Der Wellenverwandler

In jedem Smartphone steckt eine Unzahl an raffinierten Technologien. Viele davon benutzen elektromagnetische Wellen, die Millionen bis mehrere Milliarden Mal pro Sekunde hin und her schwingen. Sie erlauben es dem Gerät, mit Handymasten, dem Wifi und mit anderen Geräten zu kommunizieren.
Moderne Smartphones enthalten an die hundert Bauteile, welche diese Wellen filtern und manipulieren. Oftmals bestehen diese Filter aus Komponenten, die Wechselstrom in mechanische Wellen übersetzen, diese dann durch ihre mechanischen Eigenschaften filtern und dann wieder in Strom zurückübersetzen.
Claas Abert an der Universität Wien forscht im Rahmen des vom Wissenschaftsfonds FWF geförderten Projekts „Programmierbare integrierte magneto-phononische Schaltkreise“ zusammen mit einem internationalen Team aus Augsburg und Münster an diesen Filtern. Abert ist Senior Scientist an der Universität Wien und Teil der Forschungsplattform MMM – Mathematics-Magnetism-Materials.
Sein Ziel ist es, diese üblicherweise statischen Bauteile – die also nur einen bestimmten Frequenzbereich filtern können – programmierbar und damit vielseitiger zu machen.
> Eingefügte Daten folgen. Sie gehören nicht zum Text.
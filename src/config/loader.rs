//! Configuration loading and discovery for `packsmith.toml`
//!
//! Provides functions to find, load, and merge configuration.

use super::schema::PacksmithConfig;
use std::env;
use std::fs;
use std::path::{Path, PathBuf};
use thiserror::Error;
use tracing::debug;

/// File name searched for when locating a project
pub const CONFIG_FILE_NAME: &str = "packsmith.toml";

/// Configuration loading error
#[derive(Debug, Error)]
#[non_exhaustive]
pub enum ConfigError {
    /// File I/O error
    #[error("Failed to read config: {0}")]
    Io(#[from] std::io::Error),
    /// TOML parsing error
    #[error("Failed to parse packsmith.toml: {0}")]
    Parse(#[from] toml::de::Error),
    /// Validation error
    #[error("Config validation failed:\n{}", .0.iter().map(|e| format!("  - {}", e)).collect::<Vec<_>>().join("\n"))]
    Validation(Vec<String>),
    /// Profile id not present in the config
    #[error("Unknown profile '{0}'")]
    UnknownProfile(String),
}

/// CLI arguments that can override config values
#[derive(Debug, Default, Clone)]
pub struct CliOverrides {
    /// Override the watch debounce window
    pub debounce_ms: Option<u64>,
    /// Override deploy-on-change
    pub deploy: Option<bool>,
    /// Override the build output directory
    pub out: Option<PathBuf>,
}

/// Find packsmith.toml by walking up from the current working directory.
///
/// Search order:
/// 1. Walk up from current directory looking for packsmith.toml
/// 2. Check XDG_CONFIG_HOME/packsmith/packsmith.toml (or ~/.config/packsmith/packsmith.toml)
pub fn find_config() -> Option<PathBuf> {
    if let Ok(cwd) = env::current_dir() {
        if let Some(path) = find_config_from(cwd) {
            return Some(path);
        }
    }

    find_xdg_config()
}

/// Find packsmith.toml in the XDG config directory.
pub fn find_xdg_config() -> Option<PathBuf> {
    let xdg_config = env::var("XDG_CONFIG_HOME")
        .map(PathBuf::from)
        .or_else(|_| env::var("HOME").map(|h| PathBuf::from(h).join(".config")))
        .ok()?;

    let config_path = xdg_config.join("packsmith").join(CONFIG_FILE_NAME);
    if config_path.exists() {
        Some(config_path)
    } else {
        None
    }
}

/// Find packsmith.toml by walking up from a specific directory.
pub fn find_config_from(start: PathBuf) -> Option<PathBuf> {
    let mut current = start;

    loop {
        let config_path = current.join(CONFIG_FILE_NAME);
        if config_path.exists() {
            return Some(config_path);
        }

        if !current.pop() {
            return None;
        }
    }
}

/// Load configuration from a packsmith.toml file.
///
/// If a path is provided, loads from that file. Otherwise, uses `find_config()`
/// to locate the config file. If no config file is found, returns the default
/// configuration.
///
/// # Returns
/// The configuration plus the path it was loaded from, if any.
pub fn load_config(path: Option<&Path>) -> Result<(PacksmithConfig, Option<PathBuf>), ConfigError> {
    let config_path = match path {
        Some(p) => Some(p.to_path_buf()),
        None => find_config(),
    };

    match config_path {
        Some(p) => {
            let config = load_config_file(&p)?;
            debug!(path = %p.display(), profiles = config.profiles.len(), "config loaded");
            Ok((config, Some(p)))
        }
        None => {
            debug!("no packsmith.toml found, using defaults");
            Ok((default_config(), None))
        }
    }
}

/// Load and validate configuration from a specific file path.
pub fn load_config_file(path: &Path) -> Result<PacksmithConfig, ConfigError> {
    let contents = fs::read_to_string(path)?;
    parse_config(&contents)
}

/// Parse and validate configuration text.
pub fn parse_config(contents: &str) -> Result<PacksmithConfig, ConfigError> {
    let config: PacksmithConfig = toml::from_str(contents)?;

    let errors = config.validate();
    if !errors.is_empty() {
        return Err(ConfigError::Validation(errors.into_iter().map(|e| e.to_string()).collect()));
    }

    Ok(config)
}

/// Default configuration used when no packsmith.toml is found.
///
/// The project name is taken from the current directory name.
pub fn default_config() -> PacksmithConfig {
    let mut config = PacksmithConfig::default();
    if let Some(name) = env::current_dir()
        .ok()
        .and_then(|p| p.file_name().map(|n| n.to_string_lossy().into_owned()))
    {
        config.project.name = name;
    }
    config
}

/// Merge CLI overrides into a configuration.
///
/// CLI arguments take precedence over config file values.
pub fn merge_cli_overrides(config: &mut PacksmithConfig, overrides: &CliOverrides) {
    if let Some(debounce_ms) = overrides.debounce_ms {
        config.watch.debounce_ms = debounce_ms;
    }
    if let Some(deploy) = overrides.deploy {
        config.watch.deploy = deploy;
    }
    if let Some(ref out) = overrides.out {
        config.project.out = out.clone();
    }
}

/// Resolve a path relative to the project root.
///
/// If the path is absolute, returns it unchanged.
/// If relative, joins it with the project root.
pub fn resolve_path(project_root: &Path, path: &Path) -> PathBuf {
    if path.is_absolute() {
        path.to_path_buf()
    } else {
        project_root.join(path)
    }
}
Dazu nutzt Abert die komplexen Interaktionen von mechanischen Wellen und den magnetischen Eigenschaften der Bauteile. Ein solcher programmierbarer Filter könnte dann voraussichtlich die Funktion von mehreren statischen Filtern übernehmen und damit Platz im Smartphone und Kosten bei der Produktion sparen.
Das Projekt
Der wachsende Bedarf an großen Datenspeichern und schnelleren Übertragungsraten in der drahtlosen Telekommunikation erhöht die Anforderungen an Hardware. Die Spin-Wave-Technologie, die in dem internationalen Forschungsprojekt entwickelt wird, bietet vielversprechende Lösungen.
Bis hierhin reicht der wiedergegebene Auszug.